Sheikh, who was last reported seen in Karachi, allegedly helped finance the Sept. 11 attacks on America by wiring $100,000 to ringleader Mohammed Atta before the hijackings.
He and Azhar were released from an Indian prison in 1999 after five of their confederates, using knives, hijacked an Indian Airlines flight to Kandahar, Afghanistan, and held passengers hostage. As part of the deal, the two were set free in Kandahar.
Indian authorities have accused J-e-M’s Azhar of masterminding the Dec. 13 attack on the Indian Parliament. One of the five terrorists killed in the suicide attack is thought to be the leader of the Indian Airlines hijacking.
Indian authorities have demanded Pakistan’s president Gen. Pervez Musharraf crack down on J-e-M. In response, Musharraf has banned the terrorist group.
But India says he hasn’t done enough, having rounded up only one of the suspects on its list of 20 top Pakistani terrorists.
Meantime, the Bush administration continues to praise Musharraf for his help in the war on terror.
But U.S. officials tell WorldNetDaily that the FBI is quietly working with Pakistani authorities to try to gain access to Sheikh and Azhar in Pakistan to interrogate them about ties to al-Qaida and the Sept. 11 attacks.
One official said the FBI has “beefed up” its office in Islamabad to help in the investigation of J-e-M, which was recently added to State’s list of terrorist groups.
An FBI spokesman declined comment, citing “diplomatic issues.”
At the start of America’s war on terrorism, Secretary of State Colin Powell pushed for the idea of forging an alliance with Pakistan, even though it’s a hotbed of Islamic fundamentalism and, at the time, had formal diplomatic ties with the ruling Taliban militia in Afghanistan.
In exchange for Pakistan’s cooperation in the war, Powell promised Musharraf more foreign aid. He also pledged to forgive some of Pakistan’s debt to the U.S.
Musharraf is scheduled to meet here next week with President Bush to talk about the aid package, among other things.
A Senate foreign-relations adviser says that the administration is caught in a thorny spot over Pakistan. On one hand, it’s an ally in America’s war on terrorism, he says; yet on the other, it’s still an active base for anti-American terrorists.

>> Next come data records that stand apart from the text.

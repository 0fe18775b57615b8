//! The cash-flow report: totals, breakdowns and weekly flow for a date range.

use axum::{
    extract::State,
    response::{IntoResponse, Response},
};
use axum_extra::extract::Query;
use maud::{Markup, html};
use rust_decimal::Decimal;

use crate::{
    Error,
    category::get_all_categories,
    endpoints,
    html::{
        CARD_STYLE, HeadElement, PAGE_CONTAINER_STYLE, TABLE_CELL_STYLE, TABLE_HEADER_STYLE,
        TABLE_ROW_STYLE, base, format_currency,
    },
    navigation::NavBar,
    report::{
        ReportQuery, ReportState, ReportWindow,
        aggregation::{
            CategorySpend, MethodSummary, SupplierSpend, Totals, WeeklyBucket, category_breakdown,
            payment_method_summary, supplier_breakdown, totals, weekly_buckets,
        },
        charts::{ECHARTS_SCRIPT, ReportChart, charts_script, charts_view, weekly_cash_flow_chart},
        filter::{filter_form, load_window_entries},
    },
    supplier::get_all_suppliers,
};

struct CashFlowReport {
    window: ReportWindow,
    totals: Totals,
    suppliers: Vec<SupplierSpend>,
    categories: Vec<CategorySpend>,
    methods: Vec<MethodSummary>,
    weeks: Vec<WeeklyBucket>,
}

/// Render the cash-flow report.
///
/// Without `start` and `end` the report covers the current accounting period.
pub async fn get_cash_flow_report_page(
    State(state): State<ReportState>,
    Query(query): Query<ReportQuery>,
) -> Result<Response, Error> {
    let window = query.window(state.current_period()?);

    let connection = state
        .db_connection
        .lock()
        .inspect_err(|error| tracing::error!("could not acquire database lock: {error}"))
        .map_err(|_| Error::DatabaseLockError)?;

    let entries = load_window_entries(&window, &connection)
        .inspect_err(|error| tracing::error!("Failed to retrieve entries: {error}"))?;
    let all_suppliers = get_all_suppliers(&connection)
        .inspect_err(|error| tracing::error!("Failed to retrieve suppliers: {error}"))?;
    let all_categories = get_all_categories(&connection)
        .inspect_err(|error| tracing::error!("Failed to retrieve categories: {error}"))?;

    let report = CashFlowReport {
        window,
        totals: totals(&entries),
        suppliers: supplier_breakdown(&entries, &all_suppliers),
        categories: category_breakdown(&entries, &all_categories),
        methods: payment_method_summary(&entries),
        weeks: weekly_buckets(&entries, window.start, window.end),
    };

    Ok(cash_flow_view(&report).into_response())
}

fn summary_card(id: &str, label: &str, amount: Decimal) -> Markup {
    html! {
        div class=(CARD_STYLE)
        {
            p class="text-sm text-gray-600 dark:text-gray-400" { (label) }
            p id=(id) class="text-lg font-semibold tabular-nums" { (format_currency(amount)) }
        }
    }
}

fn amount_table(id: &str, heading: &str, rows: &[(String, Decimal)]) -> Markup {
    html! {
        div class="overflow-x-auto dark:bg-gray-800"
        {
            h2 class="text-lg font-semibold mb-2" { (heading) }

            table id=(id) class="w-full text-sm text-left text-gray-500 dark:text-gray-400"
            {
                thead class=(TABLE_HEADER_STYLE)
                {
                    tr
                    {
                        th scope="col" class=(TABLE_CELL_STYLE) { "Name" }
                        th scope="col" class="px-6 py-4 text-right" { "Spent" }
                    }
                }

                tbody
                {
                    @for (name, total) in rows {
                        tr class=(TABLE_ROW_STYLE)
                        {
                            td class=(TABLE_CELL_STYLE) { (name) }
                            td class="px-6 py-4 text-right tabular-nums" { (format_currency(*total)) }
                        }
                    }

                    @if rows.is_empty() {
                        tr
                        {
                            td colspan="2" class="px-6 py-4 text-center" { "No outflows in this range." }
                        }
                    }
                }
            }
        }
    }
}

fn cash_flow_view(report: &CashFlowReport) -> Markup {
    let nav_bar = NavBar::new(endpoints::CASH_FLOW_REPORT_VIEW).into_html();
    let charts = if report.weeks.is_empty() {
        Vec::new()
    } else {
        vec![ReportChart {
            id: "weekly-cash-flow-chart",
            options: weekly_cash_flow_chart(&report.weeks).to_string(),
        }]
    };
    let supplier_rows: Vec<(String, Decimal)> = report
        .suppliers
        .iter()
        .map(|spend| (spend.name.clone(), spend.total))
        .collect();
    let category_rows: Vec<(String, Decimal)> = report
        .categories
        .iter()
        .map(|spend| (spend.name.clone(), spend.total))
        .collect();

    let content = html!(
        (nav_bar)

        main class=(PAGE_CONTAINER_STYLE)
        {
            section class="space-y-6 w-full lg:max-w-5xl"
            {
                header
                {
                    h1 class="text-xl font-bold" { "Cash Flow" }
                    p id="report-window" class="text-sm text-gray-600 dark:text-gray-400"
                    {
                        (report.window.describe())
                    }
                }

                (filter_form(endpoints::CASH_FLOW_REPORT_VIEW, &report.window, true))

                div class="grid grid-cols-2 md:grid-cols-5 gap-4"
                {
                    (summary_card("total-inflows", "Inflows", report.totals.inflows))
                    (summary_card("total-outflows", "Outflows", report.totals.outflows))
                    (summary_card("cash-outflows", "Cash outflows", report.totals.cash_outflows))
                    (summary_card("card-outflows", "Card spend", report.totals.card_outflows))
                    (summary_card("cash-balance", "Cash balance", report.totals.cash_balance()))
                }

                (charts_view(&charts))

                div class="overflow-x-auto dark:bg-gray-800"
                {
                    h2 class="text-lg font-semibold mb-2" { "Weekly flow" }

                    table id="weekly-flow" class="w-full text-sm text-left text-gray-500 dark:text-gray-400"
                    {
                        thead class=(TABLE_HEADER_STYLE)
                        {
                            tr
                            {
                                th scope="col" class=(TABLE_CELL_STYLE) { "Week" }
                                th scope="col" class="px-6 py-4 text-right" { "Inflows" }
                                th scope="col" class="px-6 py-4 text-right" { "Outflows" }
                                th scope="col" class="px-6 py-4 text-right" { "Balance" }
                            }
                        }

                        tbody
                        {
                            @for week in &report.weeks {
                                tr class=(TABLE_ROW_STYLE)
                                {
                                    td class=(TABLE_CELL_STYLE) { (week.label()) }
                                    td class="px-6 py-4 text-right tabular-nums" { (format_currency(week.inflows)) }
                                    td class="px-6 py-4 text-right tabular-nums" { (format_currency(week.outflows)) }
                                    td class="px-6 py-4 text-right tabular-nums" { (format_currency(week.balance())) }
                                }
                            }

                            @if report.weeks.is_empty() {
                                tr
                                {
                                    td colspan="4" class="px-6 py-4 text-center"
                                    {
                                        "Choose a start and end date to see the weekly flow."
                                    }
                                }
                            }
                        }
                    }
                }

                div class="grid grid-cols-1 lg:grid-cols-2 gap-6"
                {
                    (amount_table("supplier-breakdown", "Spending by supplier", &supplier_rows))
                    (amount_table("category-breakdown", "Spending by category", &category_rows))
                }

                div class="overflow-x-auto dark:bg-gray-800"
                {
                    h2 class="text-lg font-semibold mb-2" { "By payment method" }

                    table id="method-summary" class="w-full text-sm text-left text-gray-500 dark:text-gray-400"
                    {
                        thead class=(TABLE_HEADER_STYLE)
                        {
                            tr
                            {
                                th scope="col" class=(TABLE_CELL_STYLE) { "Method" }
                                th scope="col" class="px-6 py-4 text-right" { "Inflows" }
                                th scope="col" class="px-6 py-4 text-right" { "Outflows" }
                            }
                        }

                        tbody
                        {
                            @for summary in &report.methods {
                                tr class=(TABLE_ROW_STYLE)
                                {
                                    td class=(TABLE_CELL_STYLE) { (summary.label()) }
                                    td class="px-6 py-4 text-right tabular-nums" { (format_currency(summary.inflows)) }
                                    td class="px-6 py-4 text-right tabular-nums" { (format_currency(summary.outflows)) }
                                }
                            }
                        }
                    }
                }
            }
        }
    );

    let mut head_elements = Vec::new();
    if !charts.is_empty() {
        head_elements.push(HeadElement::ScriptLink(ECHARTS_SCRIPT.to_owned()));
        head_elements.push(charts_script(&charts));
    }

    base("Cash Flow", &head_elements, &content)
}

#[cfg(test)]
mod cash_flow_report_tests {
    use axum::{extract::State, http::StatusCode};
    use axum_extra::extract::Query;
    use rust_decimal_macros::dec;
    use time::macros::date;

    use crate::{
        card::{NewCard, create_card},
        entry::{EntryKind, NewEntry, PaymentMethod, apply_entry_create},
        name::Name,
        period::CutoffDay,
        report::{ReportQuery, ReportState, get_cash_flow_report_page},
        supplier::{NewSupplier, create_supplier},
        test_utils::{
            assert_valid_html, count_elements, get_test_connection_mutex, must_get_text,
            parse_html_document,
        },
    };

    fn get_state() -> ReportState {
        ReportState {
            db_connection: get_test_connection_mutex(),
            local_timezone: "America/Sao_Paulo".to_owned(),
            cutoff_day: CutoffDay::default(),
        }
    }

    fn september() -> ReportQuery {
        ReportQuery {
            start: Some(date!(2024 - 09 - 01)),
            end: Some(date!(2024 - 09 - 30)),
            payment_method: None,
        }
    }

    fn seed(state: &ReportState) {
        let mut connection = state.db_connection.lock().unwrap();
        let card = create_card(
            NewCard {
                name: Name::new_unchecked("Company Visa"),
                total_limit: dec!(1000),
                closing_day: 5,
                due_day: 12,
                is_active: true,
                notes: String::new(),
            },
            &connection,
        )
        .unwrap();
        let supplier = create_supplier(
            NewSupplier {
                name: Name::new_unchecked("Flour Mill"),
                tax_id: None,
                contact: String::new(),
            },
            &connection,
        )
        .unwrap();

        let entries = [
            NewEntry::new("Sales", EntryKind::Inflow, dec!(100), date!(2024 - 09 - 02))
                .payment_method(PaymentMethod::Cash),
            NewEntry {
                supplier_id: Some(supplier.id),
                ..NewEntry::new("Flour", EntryKind::Outflow, dec!(30), date!(2024 - 09 - 03))
                    .payment_method(PaymentMethod::Cash)
            },
            NewEntry::new("Oven parts", EntryKind::Outflow, dec!(50), date!(2024 - 09 - 10))
                .card(card.id),
            NewEntry::new("Old sale", EntryKind::Inflow, dec!(999), date!(2024 - 08 - 20)),
        ];
        for entry in &entries {
            apply_entry_create(entry, &mut connection).unwrap();
        }
    }

    #[tokio::test]
    async fn shows_totals_for_range() {
        let state = get_state();
        seed(&state);

        let response = get_cash_flow_report_page(State(state), Query(september()))
            .await
            .unwrap();

        assert_eq!(response.status(), StatusCode::OK);
        let html = parse_html_document(response).await;
        assert_valid_html(&html);
        assert_eq!(must_get_text(&html, "#report-window"), "01/09/2024 to 30/09/2024");
        assert_eq!(must_get_text(&html, "#total-inflows"), "R$100.00");
        assert_eq!(must_get_text(&html, "#total-outflows"), "R$80.00");
        assert_eq!(must_get_text(&html, "#cash-outflows"), "R$30.00");
        assert_eq!(must_get_text(&html, "#card-outflows"), "R$50.00");
        assert_eq!(must_get_text(&html, "#cash-balance"), "R$70.00");
    }

    #[tokio::test]
    async fn shows_breakdowns_and_weekly_chart() {
        let state = get_state();
        seed(&state);

        let response = get_cash_flow_report_page(State(state), Query(september()))
            .await
            .unwrap();

        let html = parse_html_document(response).await;
        assert_eq!(count_elements(&html, "#weekly-flow tbody tr"), 2);
        assert_eq!(count_elements(&html, "#supplier-breakdown tbody tr"), 1);
        assert_eq!(must_get_text(&html, "#supplier-breakdown td"), "Flour Mill");
        assert_eq!(count_elements(&html, "#weekly-cash-flow-chart"), 1);
    }

    #[tokio::test]
    async fn filters_by_payment_method() {
        let state = get_state();
        seed(&state);
        let query = ReportQuery {
            payment_method: Some(PaymentMethod::CreditCard),
            ..september()
        };

        let response = get_cash_flow_report_page(State(state), Query(query))
            .await
            .unwrap();

        let html = parse_html_document(response).await;
        assert_eq!(must_get_text(&html, "#total-inflows"), "R$0.00");
        assert_eq!(must_get_text(&html, "#card-outflows"), "R$50.00");
    }

    #[tokio::test]
    async fn open_ended_range_has_no_weekly_chart() {
        let state = get_state();
        seed(&state);
        let query = ReportQuery {
            start: Some(date!(2024 - 01 - 01)),
            end: None,
            payment_method: None,
        };

        let response = get_cash_flow_report_page(State(state), Query(query))
            .await
            .unwrap();

        let html = parse_html_document(response).await;
        assert_eq!(must_get_text(&html, "#total-inflows"), "R$1,099.00");
        assert_eq!(count_elements(&html, "#weekly-cash-flow-chart"), 0);
    }
}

What’s more, Pakistan may have provided bin Laden and his top henchmen safe passage into that country, possibly giving him refuge in Karachi’s mosque district, although Musharraf sternly denies any suggestion bin Laden escaped to Pakistan. Karachi is on Pakistan’s coast, and would provide bin Laden quick escape by sea.
Can the U.S. punish its ally if it doesn’t crack down harder? Not likely, government sources say, at least not now.
“Truth is, we’ve still got troops on the ground in the semi-secret base we’ve got over in the western part of Pakistan, in the tribal areas,” the Senate aide said. “And we’ve evacuated injured troops out of Afghanistan to Pakistani hospitals.”
Asked about Powell’s wisdom in trusting Pakistan, the GOP aide replied, “We were allied with Joe Stalin for crying out loud,” during World War II.
“In war, you do that,” he said, adding that Afghanistan is landlocked and U.S. carriers in the Arabian Sea needed the consent of Pakistan to use its airspace to fly sorties into Afghanistan.